My Dog Mr. Kitty
Tiffyish
My Dog Mr. Kitty
Tiffyish
My Dog Mr. Kitty
Tiffyish
While I don't dispute much of what you've said, only the success rate in suicides is higher in men. Females attempt it at about a 2:1 ratio (sorry, accidentally exited that source) but men succeed more because they attempt more "foolproof" methods, like hanging/
shooting, at least in the US. I'm not sure that suicide/suicide attempt is relevant to this discussion.
The same source states that 72-89% of women who committed suicide had been speaking to a mental health professional, only 41-58% of men who committed suicide had. That shows the societal tendency to understand women with depression, but to make light of men with it as simply needing to man up
I don't think it's societal tendency to understand ANYBODY with depression. I would need to look more closely at statistics involving people asking for help in any subject, as well as men accepting help that is offered. If there's a discrepancy between genders, I could see placing the blame on a society that forces men to be masculine (and dictates what defines 'masculine'). But one could also claim that a discrepancy could be the result of women being looked at as people who need help, people that need to be cared for, and people who cannot do things on their own (rather than a problem of men being pressured into their societal norms). Good lord, what a multi-faceted topic.

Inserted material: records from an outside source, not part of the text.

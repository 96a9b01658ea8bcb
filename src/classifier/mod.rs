//! Query Classifier - 질문 의도 분류
//!
//! LLM으로 질문을 clima / trilhas / geral 세 도메인 중 하나로
//! 분류합니다. 분류 실패 시 geral로 폴백하며 절대 실패하지 않습니다.

use std::sync::Arc;

use crate::error::GuideError;
use crate::llm::{ChatMessage, ChatOptions, ChatProvider};

/// 분류 프롬프트 (포르투갈어, 단일 토큰 응답 요구)
const CLASSIFIER_PROMPT: &str = "\
Você é um classificador de perguntas sobre o Parque Nacional da Tijuca.

Classifique a pergunta do usuário em UMA das categorias:
- clima: perguntas sobre tempo, chuva, temperatura, previsão do tempo
- trilhas: perguntas sobre trilhas, caminhadas, mapas, rotas, percursos
- geral: qualquer outra pergunta sobre o parque (história, fauna, flora, \
horários, ingressos, regras)

Responda APENAS com a categoria, em minúsculas, sem pontuação.";

// ============================================================================
// Types
// ============================================================================

/// 질문 도메인 라벨
#[derive(Debug, Clone, Copy, PartialEq, Eq)]
pub enum Label {
    /// 날씨/예보 질문
    Clima,
    /// 트레일/지도 질문
    Trilhas,
    /// 그 외 공원 일반 질문
    Geral,
}

impl Label {
    pub fn as_str(&self) -> &'static str {
        match self {
            Label::Clima => "clima",
            Label::Trilhas => "trilhas",
            Label::Geral => "geral",
        }
    }

    /// 모델 응답 토큰에서 라벨 파싱 (알 수 없으면 None)
    fn from_token(token: &str) -> Option<Self> {
        match token {
            "clima" => Some(Label::Clima),
            "trilhas" => Some(Label::Trilhas),
            "geral" => Some(Label::Geral),
            _ => None,
        }
    }
}

impl std::fmt::Display for Label {
    fn fmt(&self, f: &mut std::fmt::Formatter<'_>) -> std::fmt::Result {
        write!(f, "{}", self.as_str())
    }
}

/// 분류 결과
///
/// defaulted가 true면 모델 응답이 무효이거나 호출이 실패해
/// geral로 폴백했음을 뜻합니다.
#[derive(Debug, Clone, Copy)]
pub struct Classification {
    pub label: Label,
    pub defaulted: bool,
}

// ============================================================================
// QueryClassifier
// ============================================================================

/// 질문 분류기
pub struct QueryClassifier {
    llm: Arc<dyn ChatProvider>,
}

impl QueryClassifier {
    pub fn new(llm: Arc<dyn ChatProvider>) -> Self {
        Self { llm }
    }

    /// 질문 분류 (전수 함수 - 항상 결과를 반환)
    pub async fn classify(&self, question: &str) -> Classification {
        let messages = [
            ChatMessage::system(CLASSIFIER_PROMPT),
            ChatMessage::user(question),
        ];

        match self
            .llm
            .chat(&messages, ChatOptions::for_classification())
            .await
        {
            Ok(response) => {
                let token = response.trim().to_lowercase();
                match Label::from_token(&token) {
                    Some(label) => {
                        tracing::debug!("Query classified as: {}", label);
                        Classification {
                            label,
                            defaulted: false,
                        }
                    }
                    None => {
                        tracing::warn!(
                            "Unrecognized classification token: {:?}, defaulting to geral",
                            token
                        );
                        Classification {
                            label: Label::Geral,
                            defaulted: true,
                        }
                    }
                }
            }
            Err(e) => {
                let failure = GuideError::ClassificationFailure(e.to_string());
                tracing::warn!("{}, defaulting to geral", failure);
                Classification {
                    label: Label::Geral,
                    defaulted: true,
                }
            }
        }
    }
}

// ============================================================================
// Tests
// ============================================================================

#[cfg(test)]
mod tests {
    use super::*;
    use crate::error::GuideError;
    use async_trait::async_trait;

    /// 고정 응답 스텁
    struct StubChat {
        response: Result<String, ()>,
    }

    #[async_trait]
    impl ChatProvider for StubChat {
        async fn chat(
            &self,
            _messages: &[ChatMessage],
            _options: ChatOptions,
        ) -> Result<String, GuideError> {
            match &self.response {
                Ok(s) => Ok(s.clone()),
                Err(_) => Err(GuideError::GenerationFailure("stub failure".to_string())),
            }
        }

        fn name(&self) -> &str {
            "stub"
        }
    }

    fn classifier_with(response: Result<&str, ()>) -> QueryClassifier {
        QueryClassifier::new(Arc::new(StubChat {
            response: response.map(|s| s.to_string()),
        }))
    }

    #[tokio::test]
    async fn test_valid_labels() {
        for (token, expected) in [
            ("clima", Label::Clima),
            ("trilhas", Label::Trilhas),
            ("geral", Label::Geral),
        ] {
            let result = classifier_with(Ok(token)).classify("pergunta").await;
            assert_eq!(result.label, expected);
            assert!(!result.defaulted);
        }
    }

    #[tokio::test]
    async fn test_normalizes_case_and_whitespace() {
        let result = classifier_with(Ok("  Trilhas \n")).classify("pergunta").await;
        assert_eq!(result.label, Label::Trilhas);
        assert!(!result.defaulted);
    }

    #[tokio::test]
    async fn test_invalid_token_defaults_to_geral() {
        let result = classifier_with(Ok("categoria: trilhas"))
            .classify("pergunta")
            .await;
        assert_eq!(result.label, Label::Geral);
        assert!(result.defaulted);
    }

    #[tokio::test]
    async fn test_provider_error_defaults_to_geral() {
        let result = classifier_with(Err(())).classify("pergunta").await;
        assert_eq!(result.label, Label::Geral);
        assert!(result.defaulted);
    }
}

As I've said, there's issues on both sides of the gender equation
Yeah, depression is largely misunderstood by people, but think about reactions of society between a woman crying and a man crying. The woman is consoled and asked what's wrong, the man is told to get over it and be a man. Being someone with severe anxiety issues, who's own mother has the same issues told him that he should get over it and be a man, it's debilitating. I can't imagine the impact something like that would have on a man with depression
I feel that's an over-generalization; depression is not about crying. Depression can be rearing its ugly head in people who appear to be happy and healthy. While it may be more common for people to stop and console a woman stranger who is crying than it would be for them to stop for a man stranger, it's not relevant to how depression functions or how people respond when they hear others have depression. That's why I believe depression/suicide irrelevant to this specific topic about how men and women are treated differently in society, mostly because all people of all genders with mental illnesses are treated differently than those without, anyway. I'm sorry you have to put up with that bullshit from your own mother.
I know that people are viewed differently when they get diagnosed with depression, but the perceptions between the genders when they get depression are different. Because one gender is largely viewed by society as wanting/needing to be taken care of and the other is viewed as needing to be strong and hide emotion, showing a weakness such as having diagnosed depression is perceived differently
The depression issue on gender was really only meant as a single example of why women have it easier in some ways than men. I never meant it to be a defining issue or the subject of a long discussion
Oh, my bad.
That's true, and I suppose those gender roles could be blamed on a patriarchal foundation of society. This subject is always very confusing to me because where is the line drawn? Is one the result of the other? Women are seen as weak because they have always been largely housewives and women of work in more feminine jobs up until late last century. Men could be seen as not being allowed to show weakness, or fear, BECAUSE they're "supposed" to care for the women. What can be done to stop the cycle? I feel as though the issues of expected masculinity and femininity very heavily overlap, which is why I've never identified as a "feminist." However, I do support a lot of what feminists fight for, because to gain equality takes small steps. I feel that every win for feminists would also prove positive to anybody who argues for "men's rights" (and, you know, aren't the whiny brats that 'MRA's are described as) because it's one step closer to balance. When a feminist claims that she rejects society's idea that she needs to shave her legs/arms/underarms/whatever to be viewed as beautiful, or even that she needs to be seen as beautiful, it's also a win for the man who shaves his legs. Because the less we associate things with genders (the idea that it is feminine, or the idea that crying is feminine), even if the original focus was on women, the less the opposite will be associated in men. If we stop defining things as feminine, what is defined as masculine won't have an opposite. As much as a woman has a right to equal pay or to have a man stop ogling her in public, a man has the right to wear make-up or throw on a skirt. Though, it seems as though women have to catch up to where men are, before tearing down societal norms.
I guess what I think I'm saying is that the main problem with society is viewing things as this or that, male or female, feminine or masculine. I don't really have a solid train of thought here, my apologies.